M. C... B... a demandé au juge des référés du tribunal administratif de Rennes d'ordonner, sur le fondement de l'article L. 521-1 du code de justice administrative, la suspension de l'exécution de la décision du 17 novembre 2023 par laquelle le sous-préfet de Saint-Malo (Ille-et-Vilaine) a suspendu la validité de son permis de conduire pour une durée de dix mois et d'enjoindre au préfet d'Ille-et-Vilaine de lui restituer ce permis. Par une ordonnance n° 2400279 du 6 février 2024, le juge des référés du tribunal administratif a suspendu l'exécution de cette décision et enjoint au préfet d'Ille-et-Vilaine de restituer à l'intéressé, à titre provisoire, son permis de conduire dans un délai de sept jours à compter de sa notification.

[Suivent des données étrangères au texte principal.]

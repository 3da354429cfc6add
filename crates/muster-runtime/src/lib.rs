//! # Muster Runtime
//!
//! The coordinating control loop: one single-threaded loop owns every
//! agent's timers, queue, and state machine, and hands execution to a
//! small bounded worker pool. The loop itself never blocks on I/O or on
//! an executor.
//!
//! ## Architecture
//! ```text
//! tick (1s)
//!   ├── heartbeats → Low  Heartbeat events
//!   ├── due tasks  → Normal TaskDue events
//!   ├── triggers   → High ExternalTrigger events (channel + CLI markers)
//!   ├── Idle agents: pop best event → Dispatcher (4 shared slots)
//!   └── Busy agents: harvest finished executions → Idle
//! ```
//!
//! Data flows one direction per tick: timers/triggers → queue →
//! dispatcher → executor → run record. Liveness snapshots make `active`
//! agents survive a restart inside a 10-minute window.

pub mod agent;
pub mod dispatch;
pub mod queue;
pub mod runtime;
pub mod snapshot;

pub use agent::{AgentState, InFlight};
pub use dispatch::{Dispatcher, ExecutionHandle};
pub use queue::{EnqueueResult, EventKind, PendingEvent, PriorityEventQueue, Priority};
pub use runtime::{Runtime, RuntimeHandle};
pub use snapshot::{AgentSnapshot, RuntimeSnapshot};
#[cfg(test)]
mod tests {
    use super::*;
    use async_trait::async_trait;
    use serde_json::json;

    struct FixedCredentials(Option<Map<String, Value>>);

    #[async_trait]
    impl CredentialStore for FixedCredentials {
        async fn credentials(&self, _agent_id: &str, name: &str) -> Option<Map<String, Value>> {
            if name == "github" { self.0.clone() } else { None }
        }
    }

    struct FixedState(Map<String, Value>);

    #[async_trait]
    impl StateStore for FixedState {
        async fn state(&self, _agent_id: &str, _task_id: &str) -> Map<String, Value> {
            self.0.clone()
        }
    }

    fn resolver_with(
        creds: Option<Map<String, Value>>,
        state: Map<String, Value>,
        data_dir: PathBuf,
    ) -> ContextResolver {
        ContextResolver::new(
            Arc::new(FixedCredentials(creds)),
            Arc::new(FixedState(state)),
            data_dir,
        )
    }

    fn obj(v: Value) -> Map<String, Value> {
        v.as_object().unwrap().clone()
    }

    #[test]
    fn token_grammar() {
        let t = parse_token("$STATE:x$").unwrap();
        assert_eq!(t.name, "STATE");
        assert_eq!(t.params, vec!["x"]);
        assert_eq!(t.modifier, Modifier::Required);

        let t = parse_token("$CREDENTIALS:foo?$").unwrap();
        assert_eq!(t.modifier, Modifier::Optional);

        let t = parse_token("$CREDENTIALS:foo|{}$").unwrap();
        assert_eq!(t.modifier, Modifier::Default(json!({})));

        let t = parse_token("$FETCH[https://example.com,raw]$").unwrap();
        assert_eq!(t.params, vec!["https://example.com", "raw"]);

        // Literal default that is not valid JSON stays a string.
        let t = parse_token("$STATE:x|fallback$").unwrap();
        assert_eq!(t.modifier, Modifier::Default(json!("fallback")));

        assert!(parse_token("plain text").is_none());
        assert!(parse_token("price is $5.00$").is_none());
        assert!(parse_token("prefix $STATE:x$").is_none());
        assert!(parse_token("$$").is_none());
    }

    #[tokio::test]
    async fn state_round_trip() {
        let dir = tempfile::tempdir().unwrap();
        let r = resolver_with(None, obj(json!({"x": 5})), dir.path().to_path_buf());
        let out = r.resolve("a1", "t1", &json!({"a": "$STATE:x$"})).await.unwrap();
        assert_eq!(out, json!({"a": 5}));
    }

    #[tokio::test]
    async fn state_miss_is_null_not_error() {
        let dir = tempfile::tempdir().unwrap();
        let r = resolver_with(None, Map::new(), dir.path().to_path_buf());
        let out = r
            .resolve("a1", "t1", &json!({"a": "$STATE:missing$"}))
            .await
            .unwrap();
        assert_eq!(out, json!({"a": null}));
    }

    #[tokio::test]
    async fn credentials_modifier_semantics() {
        let dir = tempfile::tempdir().unwrap();
        let r = resolver_with(None, Map::new(), dir.path().to_path_buf());

        // No modifier: missing credential set is a hard error.
        let err = r.resolve("a1", "t1", &json!("$CREDENTIALS:foo$")).await;
        assert!(matches!(err, Err(MusterError::Resolution { .. })));

        // Optional: Null.
        let out = r.resolve("a1", "t1", &json!("$CREDENTIALS:foo?$")).await.unwrap();
        assert_eq!(out, Value::Null);

        // Default: the decoded default.
        let out = r.resolve("a1", "t1", &json!("$CREDENTIALS:foo|{}$")).await.unwrap();
        assert_eq!(out, json!({}));
    }

    #[tokio::test]
    async fn credentials_hit_resolves_to_map() {
        let dir = tempfile::tempdir().unwrap();
        let r = resolver_with(
            Some(obj(json!({"token": "abc"}))),
            Map::new(),
            dir.path().to_path_buf(),
        );
        let out = r.resolve("a1", "t1", &json!("$CREDENTIALS:github$")).await.unwrap();
        assert_eq!(out, json!({"token": "abc"}));
    }

    #[tokio::test]
    async fn embedded_tokens_are_left_untouched() {
        let dir = tempfile::tempdir().unwrap();
        let r = resolver_with(None, obj(json!({"x": 5})), dir.path().to_path_buf());
        let input = json!({"msg": "state is $STATE:x$ today"});
        let out = r.resolve("a1", "t1", &input).await.unwrap();
        assert_eq!(out, input);
    }

    #[tokio::test]
    async fn nested_structures_keep_shape() {
        let dir = tempfile::tempdir().unwrap();
        let r = resolver_with(None, obj(json!({"x": 5})), dir.path().to_path_buf());
        let out = r
            .resolve(
                "a1",
                "t1",
                &json!({"list": ["$STATE:x$", {"deep": "$STATE:x$"}], "n": 7}),
            )
            .await
            .unwrap();
        assert_eq!(out, json!({"list": [5, {"deep": 5}], "n": 7}));
    }

    #[tokio::test]
    async fn file_reads_are_agent_scoped() {
        let dir = tempfile::tempdir().unwrap();
        std::fs::create_dir_all(dir.path().join("a1")).unwrap();
        std::fs::write(dir.path().join("a1/notes.txt"), "hello").unwrap();
        std::fs::write(dir.path().join("secret.txt"), "nope").unwrap();

        let r = resolver_with(None, Map::new(), dir.path().to_path_buf());
        let out = r.resolve("a1", "t1", &json!("$FILE:notes.txt$")).await.unwrap();
        assert_eq!(out, json!("hello"));

        // Traversal outside the agent directory is rejected.
        let err = r.resolve("a1", "t1", &json!("$FILE:../secret.txt$")).await;
        assert!(matches!(err, Err(MusterError::Resolution { .. })));
    }

    #[cfg(unix)]
    #[tokio::test]
    async fn file_symlink_escape_is_rejected() {
        let dir = tempfile::tempdir().unwrap();
        std::fs::create_dir_all(dir.path().join("a1")).unwrap();
        std::fs::write(dir.path().join("secret.txt"), "nope").unwrap();
        // A link inside the agent tree pointing above it.
        std::os::unix::fs::symlink(
            dir.path().join("secret.txt"),
            dir.path().join("a1/sneaky.txt"),
        )
        .unwrap();

        let r = resolver_with(None, Map::new(), dir.path().to_path_buf());
        let err = r.resolve("a1", "t1", &json!("$FILE:sneaky.txt$")).await;
        assert!(matches!(err, Err(MusterError::Resolution { .. })));
    }

    #[tokio::test]
    async fn unknown_handler_is_resolution_error() {
        let dir = tempfile::tempdir().unwrap();
        let r = resolver_with(None, Map::new(), dir.path().to_path_buf());
        let err = r.resolve("a1", "t1", &json!("$BOGUS:x$")).await;
        assert!(matches!(err, Err(MusterError::Resolution { .. })));
        // ...unless optional.
        let out = r.resolve("a1", "t1", &json!("$BOGUS:x?$")).await.unwrap();
        assert_eq!(out, Value::Null);
    }
}
//! Per-agent runtime state: liveness, heartbeat cadence, event queue, and
//! the Idle ⇄ Busy state machine.
//!
//! Only the control loop touches these — no locks, no sharing.

use chrono::{DateTime, TimeZone, Utc};

use crate::dispatch::ExecutionHandle;
use crate::queue::{PendingEvent, PriorityEventQueue};

/// The one execution an agent may have outstanding.
pub struct InFlight {
    pub event: PendingEvent,
    pub started_at: DateTime<Utc>,
    pub handle: ExecutionHandle,
}

/// Runtime record of one agent. Not persisted beyond the liveness snapshot.
pub struct AgentState {
    pub agent_id: String,
    pub active: bool,
    pub heartbeat_secs: u64,
    pub last_heartbeat_emitted_at: Option<DateTime<Utc>>,
    pub queue: PriorityEventQueue,
    in_flight: Option<InFlight>,
}

impl AgentState {
    pub fn new(agent_id: &str, heartbeat_secs: u64, queue_capacity: usize) -> Self {
        Self {
            agent_id: agent_id.to_string(),
            active: false,
            heartbeat_secs,
            last_heartbeat_emitted_at: None,
            queue: PriorityEventQueue::new(queue_capacity),
            in_flight: None,
        }
    }

    pub fn is_busy(&self) -> bool {
        self.in_flight.is_some()
    }

    /// Task id of the outstanding execution, if it is task-backed.
    pub fn in_flight_task(&self) -> Option<&str> {
        self.in_flight
            .as_ref()
            .and_then(|inflight| inflight.event.kind.task_id())
    }

    /// Idle → Busy. Caller must have checked `is_busy()`; a double submit
    /// would break the single-flight invariant.
    pub fn begin(&mut self, in_flight: InFlight) {
        debug_assert!(self.in_flight.is_none(), "agent already has an in-flight execution");
        self.in_flight = Some(in_flight);
    }

    /// Busy → Idle if the execution finished; returns what completed.
    /// Leaves the agent Busy when still running.
    pub fn try_harvest(
        &mut self,
    ) -> Option<(
        PendingEvent,
        muster_core::Result<muster_core::traits::ExecutionOutcome>,
    )> {
        let inflight = self.in_flight.as_mut()?;
        let result = inflight.handle.try_harvest()?;
        let inflight = self.in_flight.take().expect("in_flight checked above");
        Some((inflight.event, result))
    }

    /// Whether the quantized heartbeat boundary has passed.
    pub fn heartbeat_due(&self, now: DateTime<Utc>) -> bool {
        if !self.active || self.heartbeat_secs == 0 {
            return false;
        }
        match self.last_heartbeat_emitted_at {
            None => true,
            Some(last) => (now - last).num_seconds() >= self.heartbeat_secs as i64,
        }
    }

    /// Advance the boundary: quantize `now` down to a whole multiple of the
    /// cadence, so emission stays aligned regardless of tick jitter.
    pub fn advance_heartbeat(&mut self, now: DateTime<Utc>) {
        let secs = self.heartbeat_secs as i64;
        let quantized = now.timestamp() - now.timestamp().rem_euclid(secs);
        self.last_heartbeat_emitted_at = Utc.timestamp_opt(quantized, 0).single();
    }
}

Par un pourvoi, enregistré le 20 février 2024 au secrétariat du contentieux du Conseil d'Etat, le ministre de l'intérieur et des outre-mer demande au Conseil d'Etat :

1°) d'annuler cette ordonnance ;

2°) statuant en référé, de rejeter la demande de M. B....

Vu les autres pièces du dossier ;

Vu :

- le code de la route ;

- la loi n° 91-647 du 10 juillet 1991 ;

- le code de justice administrative ;

Après avoir entendu en séance publique :

- le rapport de M. Christophe Barthélemy, conseiller d'Etat en service extraordinaire,

- les conclusions de M. Maxime Boutron, rapporteur public.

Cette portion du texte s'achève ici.